Using the records below, repeat exactly the lines from the one holding "(slot, entry.epoch)" through the one holding "pub fn request_cancel(&mut", both ends included, and no others.

>>

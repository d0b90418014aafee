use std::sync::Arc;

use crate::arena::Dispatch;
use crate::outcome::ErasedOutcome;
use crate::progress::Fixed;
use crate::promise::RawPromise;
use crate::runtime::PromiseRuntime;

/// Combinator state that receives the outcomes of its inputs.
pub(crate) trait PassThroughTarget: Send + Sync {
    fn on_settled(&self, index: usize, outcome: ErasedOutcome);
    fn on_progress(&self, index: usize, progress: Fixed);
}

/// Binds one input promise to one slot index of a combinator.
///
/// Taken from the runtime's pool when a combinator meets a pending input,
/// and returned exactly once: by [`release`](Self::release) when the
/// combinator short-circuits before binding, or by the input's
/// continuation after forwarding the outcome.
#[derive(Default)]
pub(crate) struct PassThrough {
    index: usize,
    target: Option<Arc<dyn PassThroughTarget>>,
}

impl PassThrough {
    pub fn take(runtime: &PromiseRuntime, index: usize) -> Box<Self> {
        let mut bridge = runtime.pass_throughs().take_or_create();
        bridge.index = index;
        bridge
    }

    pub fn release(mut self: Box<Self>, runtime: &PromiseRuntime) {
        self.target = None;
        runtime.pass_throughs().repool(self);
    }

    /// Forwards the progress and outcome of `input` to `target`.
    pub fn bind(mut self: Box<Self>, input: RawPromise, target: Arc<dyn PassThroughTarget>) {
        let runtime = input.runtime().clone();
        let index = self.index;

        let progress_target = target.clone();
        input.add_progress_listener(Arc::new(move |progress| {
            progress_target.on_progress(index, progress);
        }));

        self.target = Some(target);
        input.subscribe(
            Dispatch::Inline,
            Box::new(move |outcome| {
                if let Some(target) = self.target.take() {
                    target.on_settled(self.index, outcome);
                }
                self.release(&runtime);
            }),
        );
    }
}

<<
>>

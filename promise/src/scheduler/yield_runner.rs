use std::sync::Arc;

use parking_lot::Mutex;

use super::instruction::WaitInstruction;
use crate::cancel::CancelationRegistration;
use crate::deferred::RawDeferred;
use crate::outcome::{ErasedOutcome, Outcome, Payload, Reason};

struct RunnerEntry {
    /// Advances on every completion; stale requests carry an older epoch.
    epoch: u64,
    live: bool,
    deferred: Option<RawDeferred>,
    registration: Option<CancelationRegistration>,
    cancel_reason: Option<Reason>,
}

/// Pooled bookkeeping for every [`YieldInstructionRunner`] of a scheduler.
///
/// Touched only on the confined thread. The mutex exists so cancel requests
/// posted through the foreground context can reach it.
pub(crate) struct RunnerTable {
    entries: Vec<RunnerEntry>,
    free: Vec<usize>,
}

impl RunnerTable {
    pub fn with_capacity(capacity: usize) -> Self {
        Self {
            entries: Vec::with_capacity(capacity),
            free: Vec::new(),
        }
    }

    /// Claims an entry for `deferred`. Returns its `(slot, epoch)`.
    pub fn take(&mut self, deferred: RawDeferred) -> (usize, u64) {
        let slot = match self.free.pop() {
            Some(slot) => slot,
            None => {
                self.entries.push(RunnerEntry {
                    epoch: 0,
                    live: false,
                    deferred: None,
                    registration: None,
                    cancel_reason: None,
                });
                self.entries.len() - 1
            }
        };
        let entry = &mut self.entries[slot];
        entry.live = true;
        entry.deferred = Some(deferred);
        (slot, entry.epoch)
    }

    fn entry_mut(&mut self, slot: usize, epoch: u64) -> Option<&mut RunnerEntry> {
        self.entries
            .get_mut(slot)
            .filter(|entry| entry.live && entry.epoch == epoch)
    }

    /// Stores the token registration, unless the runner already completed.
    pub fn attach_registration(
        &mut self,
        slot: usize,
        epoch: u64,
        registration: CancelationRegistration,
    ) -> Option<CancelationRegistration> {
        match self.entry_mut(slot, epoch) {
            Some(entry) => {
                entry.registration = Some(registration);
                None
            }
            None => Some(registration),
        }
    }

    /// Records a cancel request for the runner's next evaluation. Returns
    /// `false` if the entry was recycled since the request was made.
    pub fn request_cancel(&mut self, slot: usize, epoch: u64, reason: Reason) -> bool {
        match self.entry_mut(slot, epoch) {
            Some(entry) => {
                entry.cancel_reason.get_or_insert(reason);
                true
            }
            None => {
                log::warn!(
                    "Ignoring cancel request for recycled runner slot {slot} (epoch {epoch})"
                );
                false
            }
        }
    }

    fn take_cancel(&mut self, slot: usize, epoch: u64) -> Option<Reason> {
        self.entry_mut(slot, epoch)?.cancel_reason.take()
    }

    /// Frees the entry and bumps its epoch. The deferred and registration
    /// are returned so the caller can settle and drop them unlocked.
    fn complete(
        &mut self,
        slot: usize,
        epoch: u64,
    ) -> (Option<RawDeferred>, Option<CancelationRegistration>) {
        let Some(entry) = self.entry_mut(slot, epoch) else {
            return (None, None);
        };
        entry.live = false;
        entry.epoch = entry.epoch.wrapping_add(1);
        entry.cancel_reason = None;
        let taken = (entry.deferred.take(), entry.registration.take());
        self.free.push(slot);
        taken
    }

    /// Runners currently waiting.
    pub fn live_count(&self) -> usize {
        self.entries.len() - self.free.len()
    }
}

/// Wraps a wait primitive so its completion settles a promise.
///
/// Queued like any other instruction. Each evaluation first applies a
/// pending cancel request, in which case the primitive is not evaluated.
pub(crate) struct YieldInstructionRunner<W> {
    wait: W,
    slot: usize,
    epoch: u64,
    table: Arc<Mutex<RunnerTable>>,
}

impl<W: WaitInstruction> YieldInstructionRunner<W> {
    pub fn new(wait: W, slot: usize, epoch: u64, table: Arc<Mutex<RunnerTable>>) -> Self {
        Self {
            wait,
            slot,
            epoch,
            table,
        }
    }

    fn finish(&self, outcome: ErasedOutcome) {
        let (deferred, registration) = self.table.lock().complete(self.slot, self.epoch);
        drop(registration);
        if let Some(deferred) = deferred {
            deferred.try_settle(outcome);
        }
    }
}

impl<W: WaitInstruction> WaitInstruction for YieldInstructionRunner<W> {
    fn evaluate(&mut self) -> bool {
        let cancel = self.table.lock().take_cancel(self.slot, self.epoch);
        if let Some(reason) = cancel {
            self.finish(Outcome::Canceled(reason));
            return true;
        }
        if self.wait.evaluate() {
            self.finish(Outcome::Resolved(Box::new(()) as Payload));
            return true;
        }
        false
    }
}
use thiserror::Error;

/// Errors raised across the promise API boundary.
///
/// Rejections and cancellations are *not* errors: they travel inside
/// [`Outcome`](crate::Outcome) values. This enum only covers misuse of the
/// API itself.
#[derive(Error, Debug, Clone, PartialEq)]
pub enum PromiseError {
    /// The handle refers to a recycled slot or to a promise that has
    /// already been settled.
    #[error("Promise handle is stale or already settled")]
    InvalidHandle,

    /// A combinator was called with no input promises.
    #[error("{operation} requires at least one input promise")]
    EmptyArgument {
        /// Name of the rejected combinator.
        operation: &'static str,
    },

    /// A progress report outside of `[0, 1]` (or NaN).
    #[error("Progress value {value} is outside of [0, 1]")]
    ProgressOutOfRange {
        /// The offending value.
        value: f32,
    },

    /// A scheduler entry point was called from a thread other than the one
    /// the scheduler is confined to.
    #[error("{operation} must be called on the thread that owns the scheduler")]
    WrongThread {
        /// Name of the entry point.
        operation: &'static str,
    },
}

<<

[TASK RESULT]:
        (slot, entry.epoch)
    }

    fn entry_mut(&mut self, slot: usize, epoch: u64) -> Option<&mut RunnerEntry> {
        self.entries
            .get_mut(slot)
            .filter(|entry| entry.live && entry.epoch == epoch)
    }

    /// Stores the token registration, unless the runner already completed.
    pub fn attach_registration(
        &mut self,
        slot: usize,
        epoch: u64,
        registration: CancelationRegistration,
    ) -> Option<CancelationRegistration> {
        match self.entry_mut(slot, epoch) {
            Some(entry) => {
                entry.registration = Some(registration);
                None
            }
            None => Some(registration),
        }
    }

    /// Records a cancel request for the runner's next evaluation. Returns
    /// `false` if the entry was recycled since the request was made.
    pub fn request_cancel(&mut self, slot: usize, epoch: u64, reason: Reason) -> bool {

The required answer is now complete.